LISTED ENTRIES ▸
......

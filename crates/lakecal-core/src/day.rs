//! Per-day display state for availability calendars.

use chrono::{Local, NaiveDate};
use serde::{Deserialize, Serialize};

use crate::interval::{BusyInterval, is_booked};

/// Display state of a single calendar day.
#[derive(Debug, Clone, Copy, PartialEq, Eq, Hash, Serialize, Deserialize)]
#[serde(rename_all = "snake_case")]
pub enum DayStatus {
    /// Strictly before today; never bookable.
    Past,
    /// The current local date.
    Today,
    /// Inside at least one busy interval.
    Booked,
    /// Free to book.
    Available,
}

impl DayStatus {
    /// Returns the lowercase name used in JSON and logs.
    pub fn as_str(&self) -> &'static str {
        match self {
            Self::Past => "past",
            Self::Today => "today",
            Self::Booked => "booked",
            Self::Available => "available",
        }
    }
}

impl std::fmt::Display for DayStatus {
    fn fmt(&self, f: &mut std::fmt::Formatter<'_>) -> std::fmt::Result {
        f.write_str(self.as_str())
    }
}

/// Classifies a day against today's date and a set of busy intervals.
///
/// The first matching rule wins: past, then today, then booked. Today keeps
/// its own state even when it falls inside a busy interval.
pub fn classify_day(date: NaiveDate, today: NaiveDate, intervals: &[BusyInterval]) -> DayStatus {
    if date < today {
        DayStatus::Past
    } else if date == today {
        DayStatus::Today
    } else if is_booked(date, intervals) {
        DayStatus::Booked
    } else {
        DayStatus::Available
    }
}

/// Returns the current date in the local timezone.
pub fn local_today() -> NaiveDate {
    Local::now().date_naive()
}

#[cfg(test)]
mod tests {
    use super::*;

    fn date(y: i32, m: u32, d: u32) -> NaiveDate {
        NaiveDate::from_ymd_opt(y, m, d).unwrap()
    }

    fn march_stay() -> Vec<BusyInterval> {
        vec![BusyInterval::new(date(2024, 3, 1), date(2024, 3, 5)).unwrap()]
    }

    #[test]
    fn booked_days_follow_exclusive_end() {
        let today = date(2024, 2, 1);
        let intervals = march_stay();

        for day in 1..=4 {
            assert_eq!(
                classify_day(date(2024, 3, day), today, &intervals),
                DayStatus::Booked,
                "march {day}"
            );
        }
        assert_eq!(
            classify_day(date(2024, 3, 5), today, &intervals),
            DayStatus::Available
        );
    }

    #[test]
    fn today_wins_over_booked() {
        let intervals = march_stay();
        let today = date(2024, 3, 2);
        assert_eq!(classify_day(today, today, &intervals), DayStatus::Today);
        assert_eq!(
            classify_day(date(2024, 3, 3), today, &intervals),
            DayStatus::Booked
        );
    }

    #[test]
    fn past_wins_over_booked() {
        let intervals = march_stay();
        let today = date(2024, 3, 4);
        assert_eq!(
            classify_day(date(2024, 3, 1), today, &intervals),
            DayStatus::Past
        );
        assert_eq!(
            classify_day(date(2023, 12, 31), today, &[]),
            DayStatus::Past
        );
    }

    #[test]
    fn no_intervals_means_available() {
        let today = date(2026, 10, 17);
        assert_eq!(
            classify_day(date(2026, 10, 18), today, &[]),
            DayStatus::Available
        );
        assert_eq!(
            classify_day(date(2027, 1, 1), today, &[]),
            DayStatus::Available
        );
    }

    #[test]
    fn status_serde_names() {
        let json = serde_json::to_string(&DayStatus::Available).unwrap();
        assert_eq!(json, "\"available\"");
        assert_eq!(DayStatus::Today.to_string(), "today");
    }
}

......

WHAT YOU HAVE TO DO ▸ Please print out every entry again, exactly as it reads.

WRITTEN RESPONSE ▸
filename crates/lakecal-core/src/day.rs
//! Per-day display state for availability calendars.

use chrono::{Local, NaiveDate};
use serde::{Deserialize, Serialize};

use crate::interval::{BusyInterval, is_booked};

/// Display state of a single calendar day.
#[derive(Debug, Clone, Copy, PartialEq, Eq, Hash, Serialize, Deserialize)]
#[serde(rename_all = "snake_case")]
pub enum DayStatus {
    /// Strictly before today; never bookable.
    Past,
    /// The current local date.
    Today,
    /// Inside at least one busy interval.
    Booked,
    /// Free to book.
    Available,
}

impl DayStatus {
    /// Returns the lowercase name used in JSON and logs.
    pub fn as_str(&self) -> &'static str {
        match self {
            Self::Past => "past",
            Self::Today => "today",
            Self::Booked => "booked",
            Self::Available => "available",
        }
    }
}

impl std::fmt::Display for DayStatus {
    fn fmt(&self, f: &mut std::fmt::Formatter<'_>) -> std::fmt::Result {
        f.write_str(self.as_str())
    }
}

/// Classifies a day against today's date and a set of busy intervals.
///
/// The first matching rule wins: past, then today, then booked. Today keeps
/// its own state even when it falls inside a busy interval.
pub fn classify_day(date: NaiveDate, today: NaiveDate, intervals: &[BusyInterval]) -> DayStatus {
    if date < today {
        DayStatus::Past
    } else if date == today {
        DayStatus::Today
    } else if is_booked(date, intervals) {
        DayStatus::Booked
    } else {
        DayStatus::Available
    }
}

/// Returns the current date in the local timezone.
pub fn local_today() -> NaiveDate {
    Local::now().date_naive()
}

#[cfg(test)]
mod tests {
    use super::*;

    fn date(y: i32, m: u32, d: u32) -> NaiveDate {
        NaiveDate::from_ymd_opt(y, m, d).unwrap()
    }

    fn march_stay() -> Vec<BusyInterval> {
        vec![BusyInterval::new(date(2024, 3, 1), date(2024, 3, 5)).unwrap()]
    }

    #[test]
    fn booked_days_follow_exclusive_end() {
        let today = date(2024, 2, 1);
        let intervals = march_stay();

        for day in 1..=4 {
            assert_eq!(
                classify_day(date(2024, 3, day), today, &intervals),
                DayStatus::Booked,
                "march {day}"
            );
        }
        assert_eq!(
            classify_day(date(2024, 3, 5), today, &intervals),
            DayStatus::Available
        );
    }

    #[test]
    fn today_wins_over_booked() {
        let intervals = march_stay();
        let today = date(2024, 3, 2);
        assert_eq!(classify_day(today, today, &intervals), DayStatus::Today);
        assert_eq!(
            classify_day(date(2024, 3, 3), today, &intervals),
            DayStatus::Booked
        );
    }

    #[test]
    fn past_wins_over_booked() {
        let intervals = march_stay();
        let today = date(2024, 3, 4);
        assert_eq!(
            classify_day(date(2024, 3, 1), today, &intervals),
            DayStatus::Past
        );
        assert_eq!(
            classify_day(date(2023, 12, 31), today, &[]),
            DayStatus::Past
        );
    }

    #[test]
    fn no_intervals_means_available() {
        let today = date(2026, 10, 17);
        assert_eq!(
            classify_day(date(2026, 10, 18), today, &[]),
            DayStatus::Available
        );
        assert_eq!(
            classify_day(date(2027, 1, 1), today, &[]),
            DayStatus::Available
        );
    }

    #[test]
    fn status_serde_names() {
        let json = serde_json::to_string(&DayStatus::Available).unwrap();
        assert_eq!(json, "\"available\"");
        assert_eq!(DayStatus::Today.to_string(), "today");
    }
}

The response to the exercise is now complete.